Your goal: From the entries below, please gather each line containing the string "HttpTransport".

=====

//! Shared fixtures for store unit tests

use api_client::{ApiError, ApiRequest, ApiResponse, HttpTransport};
use async_trait::async_trait;
use mockall::mock;
use serde_json::Value;
use std::sync::Arc;
use storage::{FixedClock, MemoryCookieStore};

use crate::context::StoreContext;

/// 2023-11-14T22:13:20Z
pub const NOW: i64 = 1_700_000_000;

mock! {
    pub Transport {}

    #[async_trait]
    impl HttpTransport for Transport {
        async fn execute(
            &self,
            request: ApiRequest,
        ) -> std::result::Result<ApiResponse<Value>, ApiError>;
    }
}

/// Everything a store test needs to inspect after an action
pub struct Harness {
    pub ctx: StoreContext,
    pub cookies: Arc<MemoryCookieStore>,
    pub clock: Arc<FixedClock>,
}

/// Build a context around `transport` with a fresh jar and a pinned clock
pub fn harness(transport: MockTransport) -> Harness {
    let clock = Arc::new(FixedClock::at_timestamp(NOW));
    let cookies = Arc::new(MemoryCookieStore::with_clock(clock.clone()));
    let ctx = StoreContext::new(Arc::new(transport), cookies.clone(), clock.clone());

    Harness { ctx, cookies, clock }
}

/// A successful response carrying `body`
pub fn reply(status: u16, body: Value) -> std::result::Result<ApiResponse<Value>, ApiError> {
    Ok(ApiResponse::with_status(status, body))
}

=====

Answer for this exercise:
use api_client::{ApiError, ApiRequest, ApiResponse, HttpTransport};
    impl HttpTransport for Transport {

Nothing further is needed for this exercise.